[Collected data entries]
•••

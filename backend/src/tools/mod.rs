//! MCP tools backed by the Plane REST API.
//!
//! Every tool answers with text. Failures (bad arguments, API errors) come
//! back as tool results flagged `isError` with an `Error: ...` message so the
//! calling model can read them; only a bug in the server itself surfaces as a
//! protocol error.

use async_trait::async_trait;
use garde::Validate;
use serde::de::DeserializeOwned;
use serde_json::{json, Value};
use thiserror::Error;
use tracing::{info, warn};

use crate::mcp::{CallToolResult, DispatchError, ToolCall, ToolDescriptor, ToolDispatcher};
use crate::plane::{PlaneClient, PlaneError};

pub mod issues;
pub mod projects;

/// The fixed set of tools.
#[derive(Debug, Clone, Copy, PartialEq, Eq, Hash)]
pub enum ToolName {
    ListProjects,
    CreateProject,
    UpdateProject,
    DeleteProject,
    ListIssues,
    CreateIssue,
    UpdateIssue,
    DeleteIssue,
    GetIssueId,
}

impl ToolName {
    pub const ALL: [ToolName; 9] = [
        ToolName::ListProjects,
        ToolName::CreateProject,
        ToolName::UpdateProject,
        ToolName::DeleteProject,
        ToolName::ListIssues,
        ToolName::CreateIssue,
        ToolName::UpdateIssue,
        ToolName::DeleteIssue,
        ToolName::GetIssueId,
    ];

    pub fn as_str(&self) -> &'static str {
        match self {
            ToolName::ListProjects => "list_projects",
            ToolName::CreateProject => "create_project",
            ToolName::UpdateProject => "update_project",
            ToolName::DeleteProject => "delete_project",
            ToolName::ListIssues => "list_issues",
            ToolName::CreateIssue => "create_issue",
            ToolName::UpdateIssue => "update_issue",
            ToolName::DeleteIssue => "delete_issue",
            ToolName::GetIssueId => "get_issue_id",
        }
    }

    pub fn from_name(name: &str) -> Option<Self> {
        Self::ALL.into_iter().find(|tool| tool.as_str() == name)
    }

    pub fn description(&self) -> &'static str {
        match self {
            ToolName::ListProjects => "List all projects in the Plane workspace",
            ToolName::CreateProject => "Create a new project in Plane",
            ToolName::UpdateProject => "Update the name, description or visibility of a project",
            ToolName::DeleteProject => {
                "Delete a project. Requires confirm: true; this cannot be undone"
            }
            ToolName::ListIssues => {
                "List issues in a project, optionally filtered by state, priority, assignee or label"
            }
            ToolName::CreateIssue => "Create a new issue in a project",
            ToolName::UpdateIssue => {
                "Update an existing issue. issue_id may be a UUID or an issue code such as CLT-37"
            }
            ToolName::DeleteIssue => "Delete an issue from a project",
            ToolName::GetIssueId => {
                "Resolve an issue code such as CLT-37 to the issue's UUID and project"
            }
        }
    }

    pub fn input_schema(&self) -> Value {
        let priority = json!({
            "type": "string",
            "enum": ["none", "low", "medium", "high", "urgent"],
            "description": "Issue priority"
        });
        let date = |what: &str| {
            json!({
                "type": "string",
                "description": format!("{} date (YYYY-MM-DD)", what)
            })
        };
        let ids = |what: &str| {
            json!({
                "type": "array",
                "items": {"type": "string"},
                "description": format!("UUIDs of {}", what)
            })
        };
        let string = |description: &str| json!({"type": "string", "description": description});

        match self {
            ToolName::ListProjects => json!({
                "type": "object",
                "properties": {},
                "required": []
            }),
            ToolName::CreateProject => json!({
                "type": "object",
                "properties": {
                    "name": string("Project name"),
                    "identifier": string("Short uppercase project code, e.g. PROJ"),
                    "description": string("Project description"),
                    "network": {
                        "type": "integer",
                        "enum": [0, 2],
                        "description": "0 for private, 2 for public (default)"
                    }
                },
                "required": ["name", "identifier"]
            }),
            ToolName::UpdateProject => json!({
                "type": "object",
                "properties": {
                    "project_id": string("The UUID of the project"),
                    "name": string("New project name"),
                    "description": string("New project description"),
                    "network": {
                        "type": "integer",
                        "enum": [0, 2],
                        "description": "0 for private, 2 for public"
                    }
                },
                "required": ["project_id"]
            }),
            ToolName::DeleteProject => json!({
                "type": "object",
                "properties": {
                    "project_id": string("The UUID of the project to delete"),
                    "confirm": {
                        "type": "boolean",
                        "description": "Must be true to confirm deletion"
                    }
                },
                "required": ["project_id", "confirm"]
            }),
            ToolName::ListIssues => json!({
                "type": "object",
                "properties": {
                    "project_id": string("The UUID of the project"),
                    "state_id": string("Only issues in this state"),
                    "priority": priority,
                    "assignee_id": string("Only issues assigned to this user"),
                    "label_id": string("Only issues with this label")
                },
                "required": ["project_id"]
            }),
            ToolName::CreateIssue => json!({
                "type": "object",
                "properties": {
                    "project_id": string("The UUID of the project"),
                    "name": string("Issue title"),
                    "description": string("Issue description"),
                    "priority": priority,
                    "state_id": string("UUID of the initial state"),
                    "assignee_ids": ids("assignees"),
                    "label_ids": ids("labels"),
                    "start_date": date("Start"),
                    "target_date": date("Target")
                },
                "required": ["project_id", "name"]
            }),
            ToolName::UpdateIssue => json!({
                "type": "object",
                "properties": {
                    "project_id": string("The UUID of the project"),
                    "issue_id": string("The UUID of the issue, or its code such as CLT-37"),
                    "name": string("New title"),
                    "description": string("New description"),
                    "priority": priority,
                    "state_id": string("UUID of the new state"),
                    "assignee_ids": ids("assignees"),
                    "label_ids": ids("labels"),
                    "start_date": date("Start"),
                    "target_date": date("Target")
                },
                "required": ["project_id", "issue_id"]
            }),
            ToolName::DeleteIssue => json!({
                "type": "object",
                "properties": {
                    "project_id": string("The UUID of the project"),
                    "issue_id": string("The UUID of the issue to delete")
                },
                "required": ["project_id", "issue_id"]
            }),
            ToolName::GetIssueId => json!({
                "type": "object",
                "properties": {
                    "issue_code": string("Issue code in PROJECT_CODE-NUMBER form, e.g. CLT-37")
                },
                "required": ["issue_code"]
            }),
        }
    }

    pub fn descriptor(&self) -> ToolDescriptor {
        ToolDescriptor {
            name: self.as_str().to_string(),
            description: self.description().to_string(),
            input_schema: self.input_schema(),
        }
    }
}

/// Why a tool call failed. Rendered to the model as `Error: <message>`.
#[derive(Debug, Error)]
pub enum ToolError {
    #[error("Invalid arguments - {0}")]
    InvalidArguments(String),

    #[error(transparent)]
    Plane(#[from] PlaneError),

    #[error("{0}")]
    Failed(String),
}

impl ToolError {
    pub fn failed(message: impl Into<String>) -> Self {
        ToolError::Failed(message.into())
    }
}

pub type ToolResult = Result<String, ToolError>;

/// Deserialize and validate tool arguments. Missing arguments are treated
/// as an empty object.
pub fn parse_args<T>(arguments: Option<Value>) -> Result<T, ToolError>
where
    T: DeserializeOwned + Validate,
    T::Context: Default,
{
    let value = arguments.unwrap_or_else(|| json!({}));
    let params: T =
        serde_json::from_value(value).map_err(|e| ToolError::InvalidArguments(e.to_string()))?;
    params
        .validate()
        .map_err(|e| ToolError::InvalidArguments(e.to_string()))?;
    Ok(params)
}

/// Dispatches tool calls to the Plane API.
#[derive(Clone)]
pub struct PlaneTools {
    client: PlaneClient,
}

impl PlaneTools {
    pub fn new(client: PlaneClient) -> Self {
        Self { client }
    }

    async fn run(&self, tool: ToolName, arguments: Option<Value>) -> ToolResult {
        let client = &self.client;
        match tool {
            ToolName::ListProjects => projects::list_projects(client).await,
            ToolName::CreateProject => projects::create_project(client, arguments).await,
            ToolName::UpdateProject => projects::update_project(client, arguments).await,
            ToolName::DeleteProject => projects::delete_project(client, arguments).await,
            ToolName::ListIssues => issues::list_issues(client, arguments).await,
            ToolName::CreateIssue => issues::create_issue(client, arguments).await,
            ToolName::UpdateIssue => issues::update_issue(client, arguments).await,
            ToolName::DeleteIssue => issues::delete_issue(client, arguments).await,
            ToolName::GetIssueId => issues::get_issue_id(client, arguments).await,
        }
    }
}

#[async_trait]
impl ToolDispatcher for PlaneTools {
    fn tools(&self) -> Vec<ToolDescriptor> {
        ToolName::ALL.iter().map(ToolName::descriptor).collect()
    }

    async fn call(&self, call: ToolCall) -> Result<CallToolResult, DispatchError> {
        let Some(tool) = ToolName::from_name(&call.name) else {
            return Err(DispatchError::UnknownTool(call.name));
        };
        info!("MCP: Calling tool {}", tool.as_str());

        Ok(match self.run(tool, call.arguments).await {
            Ok(text) => CallToolResult::text(text),
            Err(e) => {
                warn!("MCP: Tool {} failed: {}", tool.as_str(), e);
                CallToolResult::error(format!("Error: {}", e))
            }
        })
    }
}

#[cfg(test)]
mod tests {
    use super::*;
    use plane_mcp_types::CreateProjectParams;
    use std::collections::HashSet;

    #[test]
    fn test_tool_names_round_trip_and_are_unique() {
        let names: HashSet<_> = ToolName::ALL.iter().map(|t| t.as_str()).collect();
        assert_eq!(names.len(), ToolName::ALL.len());
        for tool in ToolName::ALL {
            assert_eq!(ToolName::from_name(tool.as_str()), Some(tool));
        }
        assert_eq!(ToolName::from_name("list_cycles"), None);
    }

    #[test]
    fn test_schemas_are_objects_with_required_list() {
        for tool in ToolName::ALL {
            let schema = tool.input_schema();
            assert_eq!(schema["type"], "object", "{}", tool.as_str());
            assert!(schema["required"].is_array(), "{}", tool.as_str());
        }
    }

    #[test]
    fn test_parse_args_validates() {
        let ok: CreateProjectParams =
            parse_args(Some(json!({"name": "Web", "identifier": "WEB"}))).unwrap();
        assert_eq!(ok.identifier, "WEB");

        let missing = parse_args::<CreateProjectParams>(None);
        assert!(matches!(missing, Err(ToolError::InvalidArguments(_))));

        let empty = parse_args::<CreateProjectParams>(Some(json!({"name": "", "identifier": "X"})));
        assert!(matches!(empty, Err(ToolError::InvalidArguments(_))));
    }
}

•••

◆ **Prompt**:
The response must consist of the lines above, from the first one through the line containing "pub mod issues;", reproduced exactly.

◆ **Solution for this task**:
filename backend/src/tools/mod.rs
//! MCP tools backed by the Plane REST API.
//!
//! Every tool answers with text. Failures (bad arguments, API errors) come
//! back as tool results flagged `isError` with an `Error: ...` message so the
//! calling model can read them; only a bug in the server itself surfaces as a
//! protocol error.

use async_trait::async_trait;
use garde::Validate;
use serde::de::DeserializeOwned;
use serde_json::{json, Value};
use thiserror::Error;
use tracing::{info, warn};

use crate::mcp::{CallToolResult, DispatchError, ToolCall, ToolDescriptor, ToolDispatcher};
use crate::plane::{PlaneClient, PlaneError};

pub mod issues;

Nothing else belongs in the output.